The total angular momentum is calculated by taking the vector sum of the individual angular momenta of all the system's constituent parts about the same axis.
What is the total angular momentum of a system?
The total angular momentum of a system about a rotational axis is the sum of the angular momenta of the system’s constituent parts about that axis.
A spinning star collapses under its own gravity. Assuming no mass is lost, what happens to its rotational speed?
Because the internal gravitational forces produce no net external torque, the star's angular momentum is conserved; as its radius decreases, its rotational speed must increase.
Under what condition is the angular momentum of a system conserved?
If the net external torque exerted on a selected object or rigid system is zero, the total angular momentum of that system is constant.
Why is 'net external torque' a critical phrase when discussing the conservation of angular momentum?
It is critical because internal torques within a system cancel out and do not change the system's total angular momentum; only a net torque from an external source can cause a change.
What is the principle of conservation of angular momentum?

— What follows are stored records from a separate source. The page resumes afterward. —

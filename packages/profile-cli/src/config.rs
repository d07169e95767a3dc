use anyhow::{Context, Result};
use dotenvy::dotenv;
use std::env;

const DEFAULT_LOG_FILTER: &str = "info,learner_profile=debug";

/// CLI configuration loaded from environment variables
#[derive(Debug, Clone, PartialEq)]
pub struct Config {
    /// Used when RUST_LOG is not set
    pub log_filter: String,
    pub pretty: bool,
}

impl Config {
    /// Load configuration from environment variables
    pub fn from_env() -> Result<Self> {
        // Load .env file if present (development)
        let _ = dotenv();

        Self::from_vars(
            env::var("PROFILE_CLI_LOG").ok(),
            env::var("PROFILE_CLI_PRETTY").ok(),
        )
    }

    fn from_vars(log_filter: Option<String>, pretty: Option<String>) -> Result<Self> {
        let pretty = match pretty.as_deref() {
            None | Some("") => false,
            Some(value) => parse_flag(value)
                .with_context(|| format!("PROFILE_CLI_PRETTY must be a boolean, got {:?}", value))?,
        };

        Ok(Self {
            log_filter: log_filter
                .filter(|f| !f.is_empty())
                .unwrap_or_else(|| DEFAULT_LOG_FILTER.to_string()),
            pretty,
        })
    }
}

fn parse_flag(value: &str) -> Option<bool> {
    match value.to_ascii_lowercase().as_str() {
        "1" | "true" | "yes" | "on" => Some(true),
        "0" | "false" | "no" | "off" => Some(false),
        _ => None,
    }
}
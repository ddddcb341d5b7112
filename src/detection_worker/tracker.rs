//! FrameTracker - Detect+Track Service Adapter
//!
//! ## Responsibilities
//!
//! - Send one frame to the detect+track service and parse tracked boxes
//! - Keep tracker identity per vehicle session (`session` query parameter)
//!
//! The model itself is opaque; the worker only sees `TrackedBox` lists.

use super::annotate::encode_jpeg;
use crate::error::{Error, Result};
use image::RgbImage;
use reqwest::blocking::multipart::{Form, Part};
use serde::{Deserialize, Serialize};
use std::collections::VecDeque;
use std::time::Duration;

/// One tracked detection in pixel coordinates
#[derive(Debug, Clone, PartialEq, Serialize, Deserialize)]
pub struct TrackedBox {
    /// Tracker-assigned id; boxes without an id are ignored
    #[serde(default)]
    pub track_id: Option<i64>,
    pub confidence: f32,
    pub x1: f32,
    pub y1: f32,
    pub x2: f32,
    pub y2: f32,
}

/// Detect+track response body
#[derive(Debug, Clone, Deserialize)]
pub struct TrackResponse {
    #[serde(default)]
    pub boxes: Vec<TrackedBox>,
}

/// Detect+track step, invoked serially by the detection worker
pub trait FrameTracker: Send {
    fn track(&mut self, car: &str, frame: &RgbImage) -> Result<Vec<TrackedBox>>;
}

/// HTTP client for a remote detect+track service
pub struct RemoteTracker {
    client: reqwest::blocking::Client,
    base_url: String,
}

impl RemoteTracker {
    /// Create new RemoteTracker
    pub fn new(base_url: impl Into<String>, timeout: Duration) -> Result<Self> {
        let client = reqwest::blocking::Client::builder()
            .timeout(timeout)
            .build()?;

        Ok(Self {
            client,
            base_url: base_url.into().trim_end_matches('/').to_string(),
        })
    }

    pub fn base_url(&self) -> &str {
        &self.base_url
    }
}

impl FrameTracker for RemoteTracker {
    fn track(&mut self, car: &str, frame: &RgbImage) -> Result<Vec<TrackedBox>> {
        let url = format!("{}/track", self.base_url);
        let jpeg = encode_jpeg(frame, 90)?;

        let form = Form::new().part(
            "frame",
            Part::bytes(jpeg)
                .file_name("frame.jpg")
                .mime_str("image/jpeg")?,
        );

        let resp = self
            .client
            .post(&url)
            .query(&[("session", car)])
            .multipart(form)
            .send()?;

        if !resp.status().is_success() {
            let status = resp.status();
            let body = resp.text().unwrap_or_default();
            return Err(Error::Detection(format!(
                "tracker returned {} - {}",
                status, body
            )));
        }

        let parsed: TrackResponse = resp.json()?;
        Ok(parsed.boxes)
    }
}

/// Tracker replaying prepared results, one list per frame
///
/// Runs out to empty results; a scripted `Err` simulates a service failure.
#[derive(Default)]
pub struct ScriptedTracker {
    script: VecDeque<Result<Vec<TrackedBox>>>,
}

impl ScriptedTracker {
    pub fn new(script: Vec<Result<Vec<TrackedBox>>>) -> Self {
        Self {
            script: script.into(),
        }
    }
}

impl FrameTracker for ScriptedTracker {
    fn track(&mut self, _car: &str, _frame: &RgbImage) -> Result<Vec<TrackedBox>> {
        self.script.pop_front().unwrap_or_else(|| Ok(Vec::new()))
    }
}
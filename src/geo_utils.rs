//! Geodesic helpers shared by the crossroad engine and the road matcher

use crate::models::LatLng;
use serde::{Deserialize, Serialize};

/// Mean earth radius (m)
pub const EARTH_RADIUS_M: f64 = 6_371_000.0;

/// Great-circle distance in meters (haversine)
pub fn haversine_m(lat1: f64, lon1: f64, lat2: f64, lon2: f64) -> f64 {
    let dlat = (lat2 - lat1).to_radians();
    let dlon = (lon2 - lon1).to_radians();
    let a = (dlat / 2.0).sin().powi(2)
        + lat1.to_radians().cos() * lat2.to_radians().cos() * (dlon / 2.0).sin().powi(2);
    2.0 * EARTH_RADIUS_M * a.sqrt().min(1.0).asin()
}

/// Distance between two points in meters
pub fn distance_m(a: &LatLng, b: &LatLng) -> f64 {
    haversine_m(a.lat, a.lng, b.lat, b.lng)
}

/// Initial (forward) bearing from `a` to `b` in degrees, 0 = north, clockwise, in [0, 360)
pub fn bearing_deg(a: &LatLng, b: &LatLng) -> f64 {
    let phi1 = a.lat.to_radians();
    let phi2 = b.lat.to_radians();
    let dlambda = (b.lng - a.lng).to_radians();

    let y = dlambda.sin() * phi2.cos();
    let x = phi1.cos() * phi2.sin() - phi1.sin() * phi2.cos() * dlambda.cos();
    (y.atan2(x).to_degrees() + 360.0) % 360.0
}

/// Absolute angular difference normalized to [0, 180]
pub fn angle_diff_deg(a: f64, b: f64) -> f64 {
    let diff = (a - b).abs() % 360.0;
    if diff > 180.0 {
        360.0 - diff
    } else {
        diff
    }
}

/// 8-way compass bucket
#[derive(Debug, Clone, Copy, PartialEq, Eq, Serialize, Deserialize)]
pub enum Compass {
    N,
    NE,
    E,
    SE,
    S,
    SW,
    W,
    NW,
}

impl Compass {
    const ALL: [Compass; 8] = [
        Compass::N,
        Compass::NE,
        Compass::E,
        Compass::SE,
        Compass::S,
        Compass::SW,
        Compass::W,
        Compass::NW,
    ];

    /// Bucket a bearing by rounding to the nearest 45°, wrapping at 360°
    pub fn from_bearing(bearing: f64) -> Self {
        let idx = ((bearing.rem_euclid(360.0) / 45.0 + 0.5) as usize) % 8;
        Self::ALL[idx]
    }

    pub fn as_str(&self) -> &'static str {
        match self {
            Compass::N => "N",
            Compass::NE => "NE",
            Compass::E => "E",
            Compass::SE => "SE",
            Compass::S => "S",
            Compass::SW => "SW",
            Compass::W => "W",
            Compass::NW => "NW",
        }
    }
}

#[cfg(test)]
mod tests {
    use super::*;

    #[test]
    fn test_haversine_symmetric() {
        let d1 = haversine_m(37.5665, 126.9780, 37.5700, 126.9900);
        let d2 = haversine_m(37.5700, 126.9900, 37.5665, 126.9780);
        assert!((d1 - d2).abs() < 1e-9);
    }

    #[test]
    fn test_haversine_self_is_zero() {
        assert_eq!(haversine_m(37.5665, 126.9780, 37.5665, 126.9780), 0.0);
    }

    #[test]
    fn test_haversine_known_offset() {
        // 0.001° of latitude is ~111.2 m
        let d = haversine_m(0.0, 0.0, 0.001, 0.0);
        assert!((d - 111.19).abs() < 0.5, "got {}", d);
    }

    #[test]
    fn test_bearing_cardinals() {
        let origin = LatLng::new(0.0, 0.0);
        assert!((bearing_deg(&origin, &LatLng::new(0.01, 0.0)) - 0.0).abs() < 1e-6);
        assert!((bearing_deg(&origin, &LatLng::new(0.0, 0.01)) - 90.0).abs() < 1e-6);
        assert!((bearing_deg(&origin, &LatLng::new(-0.01, 0.0)) - 180.0).abs() < 1e-6);
        assert!((bearing_deg(&origin, &LatLng::new(0.0, -0.01)) - 270.0).abs() < 1e-6);
    }

    #[test]
    fn test_compass_buckets_wrap() {
        assert_eq!(Compass::from_bearing(0.0), Compass::N);
        assert_eq!(Compass::from_bearing(22.4), Compass::N);
        assert_eq!(Compass::from_bearing(22.6), Compass::NE);
        assert_eq!(Compass::from_bearing(180.0), Compass::S);
        assert_eq!(Compass::from_bearing(337.6), Compass::N);
        assert_eq!(Compass::from_bearing(359.9), Compass::N);
        assert_eq!(Compass::from_bearing(300.0), Compass::NW);
    }

    #[test]
    fn test_angle_diff() {
        assert_eq!(angle_diff_deg(10.0, 350.0), 20.0);
        assert_eq!(angle_diff_deg(90.0, 270.0), 180.0);
        assert_eq!(angle_diff_deg(45.0, 45.0), 0.0);
    }
}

The principle states that if the net external torque on a system is zero, the total angular momentum of that system remains constant.

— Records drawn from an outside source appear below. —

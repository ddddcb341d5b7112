//! Application state
//!
//! Holds all shared components and state

use crate::detection_worker::DetectionHandle;
use crate::dispatch_log::DispatchRepository;
use crate::message_router::MessageRouter;
use crate::object_store::ObjectStore;
use crate::position_cache::PositionCache;
use crate::realtime_hub::RealtimeHub;
use std::path::PathBuf;
use std::sync::Arc;
use std::time::Instant;

/// Application configuration
#[derive(Debug, Clone)]
pub struct AppConfig {
    /// Server host
    pub host: String,
    /// Server port
    pub port: u16,
    /// Database URL; in-memory dispatch records when unset
    pub database_url: Option<String>,
    /// Static crossroad table
    pub crossroad_csv: PathBuf,
    /// Root of the filesystem object store
    pub storage_dir: PathBuf,
    /// Local trip CSV / recording files
    pub recording_dir: PathBuf,
    /// Detect+track service; detection disabled when unset
    pub tracker_url: Option<String>,
    /// Keep one of every N video frames for detection
    pub frame_sample_every: u64,
}

impl Default for AppConfig {
    fn default() -> Self {
        Self {
            host: std::env::var("HOST").unwrap_or_else(|_| "0.0.0.0".to_string()),
            port: std::env::var("PORT")
                .ok()
                .and_then(|p| p.parse().ok())
                .unwrap_or(5000),
            database_url: std::env::var("DATABASE_URL")
                .ok()
                .filter(|s| !s.trim().is_empty()),
            crossroad_csv: std::env::var("CROSSROAD_CSV")
                .map(PathBuf::from)
                .unwrap_or_else(|_| PathBuf::from("static/crossroad_map/CrossroadMap.csv")),
            storage_dir: std::env::var("STORAGE_DIR")
                .map(PathBuf::from)
                .unwrap_or_else(|_| PathBuf::from("/var/lib/ev_dispatch_hub/storage")),
            recording_dir: std::env::var("RECORDING_DIR")
                .map(PathBuf::from)
                .unwrap_or_else(|_| PathBuf::from("/var/lib/ev_dispatch_hub/recordings")),
            tracker_url: std::env::var("TRACKER_URL")
                .ok()
                .filter(|s| !s.trim().is_empty()),
            frame_sample_every: std::env::var("FRAME_SAMPLE_EVERY")
                .ok()
                .and_then(|p| p.parse().ok())
                .filter(|n| *n > 0)
                .unwrap_or(1),
        }
    }
}

/// Application state shared across handlers
#[derive(Clone)]
pub struct AppState {
    /// Application config
    pub config: AppConfig,
    /// RealtimeHub (WebSocket fan-out)
    pub realtime: Arc<RealtimeHub>,
    /// Inbound message dispatch
    pub router: Arc<MessageRouter>,
    /// Latest fixes and active routes
    pub positions: Arc<PositionCache>,
    /// Dispatch records
    pub dispatches: Arc<dyn DispatchRepository>,
    /// Uploaded logs, recordings and report photos
    pub store: Arc<dyn ObjectStore>,
    /// Detection queue, when a tracker is configured
    pub detection: Option<Arc<DetectionHandle>>,
    pub started_at: Instant,
}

An ice skater is spinning with her arms outstretched. If she pulls her arms in, how can her change in speed be described using conservation of angular momentum?
Since there is no net external torque, her angular momentum is conserved; as she pulls her arms in, her rotational inertia decreases, causing her angular speed to increase to keep the total angular momentum constant.
What causes a change in a system's total angular momentum?
A change in a system's total angular momentum is caused by a non-zero net external torque exerted on that system.
In what types of interactions is angular momentum conserved?
Angular momentum is a fundamental quantity that is conserved in all interactions.
How does the selection of a system determine if its angular momentum changes?
The selection of a system defines which torques are external; if the chosen system has zero net external torque, its angular momentum is conserved, but if it has a net external torque, its angular momentum will change.